* [Problem]: Count up the lines holding "does" in the material, then reply with only the number.

* [Data for processing]:
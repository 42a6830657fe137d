//! Learned ranking weights per use case.
//!
//! Feedback moves per-file boosts multiplicatively within hard bounds
//! and raises a logistic confidence with the sample count. Active
//! weights blend learned values with static defaults by that
//! confidence; below the sample floor the defaults win outright.

use std::collections::BTreeMap;
use std::path::{Path, PathBuf};
use std::sync::Arc;

use crate::error::QuarryResult;
use crate::store::Store;
use crate::types::{now_ms, DocumentType, LearnedWeights, UseCase};

/// Positive feedback multiplier per event.
const BOOST_STEP_UP: f64 = 1.1;
/// Negative feedback multiplier per event.
const BOOST_STEP_DOWN: f64 = 0.9;
/// Upper bound on a learned file boost.
const BOOST_CAP: f64 = 2.0;
/// Lower bound on a learned file boost.
const BOOST_FLOOR: f64 = 0.5;

/// Persistent store of per-use-case learned weights.
pub struct LearnedWeightsStore {
    store: Arc<Store>,
    min_samples: u64,
}

impl LearnedWeightsStore {
    /// Create the store; learned weights activate at `min_samples`
    /// feedback events.
    pub fn new(store: Arc<Store>, min_samples: u64) -> Self {
        Self { store, min_samples }
    }

    /// Load the raw learned record for a use case (defaults when none).
    pub fn get(&self, use_case: UseCase) -> QuarryResult<LearnedWeights> {
        let conn = self.store.connection();
        let mut stmt =
            conn.prepare("SELECT data FROM learned_weights WHERE use_case = ?1")?;
        let mut rows = stmt.query([use_case.as_str()])?;
        match rows.next()? {
            Some(row) => {
                let raw: String = row.get(0)?;
                Ok(serde_json::from_str(&raw).unwrap_or_else(|_| LearnedWeights::defaults()))
            }
            None => Ok(LearnedWeights::defaults()),
        }
    }

    fn put(&self, use_case: UseCase, weights: &LearnedWeights) -> QuarryResult<()> {
        self.store.connection().execute(
            "INSERT INTO learned_weights (use_case, data, updated_at) VALUES (?1, ?2, ?3)
             ON CONFLICT(use_case) DO UPDATE SET data = excluded.data,
                 updated_at = excluded.updated_at",
            rusqlite::params![use_case.as_str(), serde_json::to_string(weights)?, now_ms()],
        )?;
        Ok(())
    }

    /// Active weights: the learned record blended with the static
    /// defaults by confidence once enough feedback has accumulated,
    /// otherwise the defaults (with any configured static overrides).
    pub fn get_active_weights(
        &self,
        use_case: UseCase,
        static_overrides: Option<&BTreeMap<DocumentType, f64>>,
    ) -> QuarryResult<LearnedWeights> {
        let mut defaults = LearnedWeights::defaults();
        if let Some(overrides) = static_overrides {
            for (ty, w) in overrides {
                defaults.document_type_weights.insert(*ty, *w);
            }
        }

        let learned = self.get(use_case)?;
        if learned.feedback_count < self.min_samples {
            return Ok(defaults);
        }

        let c = learned.confidence.clamp(0.0, 1.0);
        let mut blended = defaults.clone();
        blended.vector_weight = c * learned.vector_weight + (1.0 - c) * defaults.vector_weight;
        blended.bm25_weight = 1.0 - blended.vector_weight;

        for (ty, default_w) in &defaults.document_type_weights {
            let learned_w = learned
                .document_type_weights
                .get(ty)
                .copied()
                .unwrap_or(*default_w);
            blended
                .document_type_weights
                .insert(*ty, c * learned_w + (1.0 - c) * default_w);
        }

        // File boosts blend toward the neutral 1.0.
        for (path, boost) in &learned.file_boosts {
            blended
                .file_boosts
                .insert(path.clone(), c * boost + (1.0 - c));
        }

        blended.query_patterns = learned.query_patterns.clone();
        blended.feedback_count = learned.feedback_count;
        blended.confidence = c;
        blended.last_updated = learned.last_updated;
        Ok(blended)
    }

    /// Record one feedback event: selected documents push their files
    /// up, negatives push theirs down, both within hard bounds.
    pub fn record_feedback(
        &self,
        use_case: UseCase,
        query: &str,
        selected_paths: &[PathBuf],
        negative_paths: &[PathBuf],
    ) -> QuarryResult<()> {
        let mut weights = self.get(use_case)?;

        for path in selected_paths {
            let boost = weights.file_boosts.entry(normalise(path)).or_insert(1.0);
            *boost = (*boost * BOOST_STEP_UP).min(BOOST_CAP);
        }
        for path in negative_paths {
            let boost = weights.file_boosts.entry(normalise(path)).or_insert(1.0);
            *boost = (*boost * BOOST_STEP_DOWN).max(BOOST_FLOOR);
        }

        // Remember which query shapes produce accepted results.
        if !selected_paths.is_empty() {
            let pattern = query_pattern(query);
            if !pattern.is_empty() {
                let adj = weights.query_patterns.entry(pattern).or_insert(0.0);
                *adj += 0.05;
            }
        }

        weights.feedback_count += 1;
        weights.confidence = logistic_confidence(weights.feedback_count);
        weights.last_updated = now_ms();
        self.put(use_case, &weights)
    }

    /// Sample floor below which defaults are served unblended.
    pub fn min_samples(&self) -> u64 {
        self.min_samples
    }
}

fn normalise(path: &Path) -> PathBuf {
    PathBuf::from(path.to_string_lossy().replace('\\', "/"))
}

/// Logistic in the sample count, centred at 10 events.
fn logistic_confidence(n: u64) -> f64 {
    1.0 / (1.0 + (-((n as f64 - 10.0) / 5.0)).exp())
}

/// First tokens of the query, lowered; a coarse shape key.
fn query_pattern(query: &str) -> String {
    query
        .split_whitespace()
        .take(3)
        .map(str::to_lowercase)
        .collect::<Vec<_>>()
        .join(" ")
}

#[cfg(test)]
mod tests {
    use super::*;

    fn store() -> LearnedWeightsStore {
        LearnedWeightsStore::new(Arc::new(Store::open_in_memory().expect("open")), 5)
    }

    #[test]
    fn defaults_served_below_sample_floor() {
        let s = store();
        s.record_feedback(
            UseCase::Search,
            "auth flow",
            &[PathBuf::from("src/auth.rs")],
            &[],
        )
        .expect("feedback");

        let active = s.get_active_weights(UseCase::Search, None).expect("active");
        // One sample is under the floor of five: defaults, no boosts.
        assert!((active.vector_weight - 0.6).abs() < 1e-12);
        assert!(active.file_boosts.is_empty());
    }

    #[test]
    fn boosts_apply_after_enough_samples() {
        let s = store();
        for _ in 0..8 {
            s.record_feedback(
                UseCase::Search,
                "auth flow",
                &[PathBuf::from("src/auth.rs")],
                &[PathBuf::from("src/noise.rs")],
            )
            .expect("feedback");
        }

        let active = s.get_active_weights(UseCase::Search, None).expect("active");
        let up = active.file_boosts.get(Path::new("src/auth.rs")).copied().expect("up");
        let down = active.file_boosts.get(Path::new("src/noise.rs")).copied().expect("down");
        assert!(up > 1.0);
        assert!(down < 1.0);
        assert!(active.confidence > 0.0 && active.confidence < 1.0);
    }

    #[test]
    fn boosts_are_bounded() {
        let s = store();
        for _ in 0..100 {
            s.record_feedback(
                UseCase::Fim,
                "q",
                &[PathBuf::from("hot.rs")],
                &[PathBuf::from("cold.rs")],
            )
            .expect("feedback");
        }
        let raw = s.get(UseCase::Fim).expect("raw");
        assert!(*raw.file_boosts.get(Path::new("hot.rs")).expect("hot") <= BOOST_CAP);
        assert!(*raw.file_boosts.get(Path::new("cold.rs")).expect("cold") >= BOOST_FLOOR);
    }

    #[test]
    fn confidence_is_monotonic_logistic() {
        assert!(logistic_confidence(1) < logistic_confidence(5));
        assert!(logistic_confidence(5) < logistic_confidence(20));
        assert!(logistic_confidence(200) <= 1.0);
        assert!((logistic_confidence(10) - 0.5).abs() < 1e-9);
    }

    #[test]
    fn static_overrides_flow_into_defaults() {
        let s = store();
        let mut overrides = BTreeMap::new();
        overrides.insert(DocumentType::FileSummary, 0.5);

        let active = s
            .get_active_weights(UseCase::Navigation, Some(&overrides))
            .expect("active");
        assert_eq!(
            active.document_type_weights.get(&DocumentType::FileSummary),
            Some(&0.5)
        );
        // Untouched types keep built-in defaults.
        assert_eq!(
            active.document_type_weights.get(&DocumentType::CodeChunk),
            Some(&0.25)
        );
    }

    #[test]
    fn use_cases_are_isolated() {
        let s = store();
        for _ in 0..8 {
            s.record_feedback(UseCase::Fim, "q", &[PathBuf::from("a.rs")], &[])
                .expect("feedback");
        }
        let fim = s.get(UseCase::Fim).expect("fim");
        let nav = s.get(UseCase::Navigation).expect("nav");
        assert_eq!(fim.feedback_count, 8);
        assert_eq!(nav.feedback_count, 0);
    }

    #[test]
    fn query_patterns_accumulate() {
        let s = store();
        for _ in 0..3 {
            s.record_feedback(
                UseCase::Search,
                "how does auth work",
                &[PathBuf::from("a.rs")],
                &[],
            )
            .expect("feedback");
        }
        let raw = s.get(UseCase::Search).expect("raw");
        let adj = raw.query_patterns.get("how does auth").copied().expect("pattern");
        assert!((adj - 0.15).abs() < 1e-9);
    }
}
//! Symbol definitions and raw reference extraction.
//!
//! Symbols are the subset of code units that participate in the
//! reference graph. References come from per-language tree-sitter
//! capture queries; each capture is attributed to the smallest enclosing
//! symbol by line containment and dropped when there is none.

use std::collections::HashSet;
use std::path::Path;

use tree_sitter::StreamingIterator;

use crate::parser::languages::spec_for;
use crate::parser::{node_text, ParserHost};
use crate::types::{
    now_ms, CodeUnit, Language, RefKind, SymbolDefinition, SymbolKind, SymbolReference,
};

/// Derive symbol definitions from an extracted unit hierarchy.
///
/// Only named units of graph-participating kinds become symbols; the
/// `parent_id` survives only when the parent is itself a symbol (the
/// enclosing class of a method), never the file unit.
pub fn extract_symbols(units: &[CodeUnit]) -> Vec<SymbolDefinition> {
    let symbol_ids: HashSet<&str> = units
        .iter()
        .filter(|u| SymbolKind::from_unit_kind(u.unit_type).is_some() && u.name.is_some())
        .map(|u| u.id.as_str())
        .collect();

    units
        .iter()
        .filter_map(|unit| {
            let kind = SymbolKind::from_unit_kind(unit.unit_type)?;
            let name = unit.name.clone()?;
            Some(SymbolDefinition {
                id: unit.id.clone(),
                kind,
                name,
                file_path: unit.file_path.clone(),
                start_line: unit.start_line,
                end_line: unit.end_line,
                signature: unit.signature.clone(),
                docstring: unit.docstring.clone(),
                parent_id: unit
                    .parent_id
                    .as_ref()
                    .filter(|p| symbol_ids.contains(p.as_str()))
                    .cloned(),
                is_exported: unit.metadata.is_exported,
                language: unit.language,
                pagerank_score: 0.0,
                updated_at: now_ms(),
            })
        })
        .collect()
}

/// Extract raw references from one file.
///
/// Runs the language's capture query over a fresh parse. Captures
/// shorter than two characters are skipped; captures outside any symbol
/// are dropped; duplicates per `(from, name, kind)` are merged.
pub fn extract_references(
    host: &ParserHost,
    source: &str,
    path: &Path,
    language: Language,
    symbols: &[SymbolDefinition],
) -> Vec<SymbolReference> {
    let Ok(tree) = host.parse(source.as_bytes(), language) else {
        return Vec::new();
    };

    let spec = spec_for(language);
    let query = match tree_sitter::Query::new(&host.grammar(language), spec.reference_query) {
        Ok(q) => q,
        Err(e) => {
            tracing::warn!(language = %language, error = %e, "reference query failed to compile");
            return Vec::new();
        }
    };

    // Pre-sort local symbols by span size so the containment scan finds
    // the tightest enclosing symbol first.
    let mut local: Vec<&SymbolDefinition> =
        symbols.iter().filter(|s| s.file_path == path).collect();
    local.sort_by_key(|s| s.end_line.saturating_sub(s.start_line));

    let mut seen: HashSet<(String, String, RefKind)> = HashSet::new();
    let mut refs = Vec::new();

    let capture_names = query.capture_names();
    let mut cursor = tree_sitter::QueryCursor::new();
    let mut matches = cursor.matches(&query, tree.root_node(), source.as_bytes());
    while let Some(m) = matches.next() {
        for capture in m.captures {
            let kind = match capture_names[capture.index as usize] {
                "call" => RefKind::Call,
                "type" => RefKind::TypeUsage,
                "import" => RefKind::Import,
                "extends" => RefKind::Extends,
                "implements" => RefKind::Implements,
                "field" => RefKind::FieldAccess,
                _ => continue,
            };

            let raw = node_text(capture.node, source.as_bytes());
            let name = raw.trim().trim_matches(|c| c == '"' || c == '\'' || c == '`');
            if name.len() < 2 {
                continue;
            }

            let line = capture.node.start_position().row as u32 + 1;
            let Some(enclosing) = enclosing_symbol(&local, line) else {
                continue;
            };

            let key = (enclosing.id.clone(), name.to_string(), kind);
            if !seen.insert(key) {
                continue;
            }

            refs.push(SymbolReference {
                from_symbol_id: enclosing.id.clone(),
                to_symbol_name: name.to_string(),
                to_symbol_id: None,
                kind,
                file_path: path.to_path_buf(),
                line,
                is_resolved: false,
            });
        }
    }

    refs
}

/// The smallest-span symbol whose line range covers `line`.
fn enclosing_symbol<'a>(
    sorted_by_span: &[&'a SymbolDefinition],
    line: u32,
) -> Option<&'a SymbolDefinition> {
    sorted_by_span
        .iter()
        .find(|s| s.start_line <= line && line <= s.end_line)
        .copied()
}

* [Answer for this exercise]: 2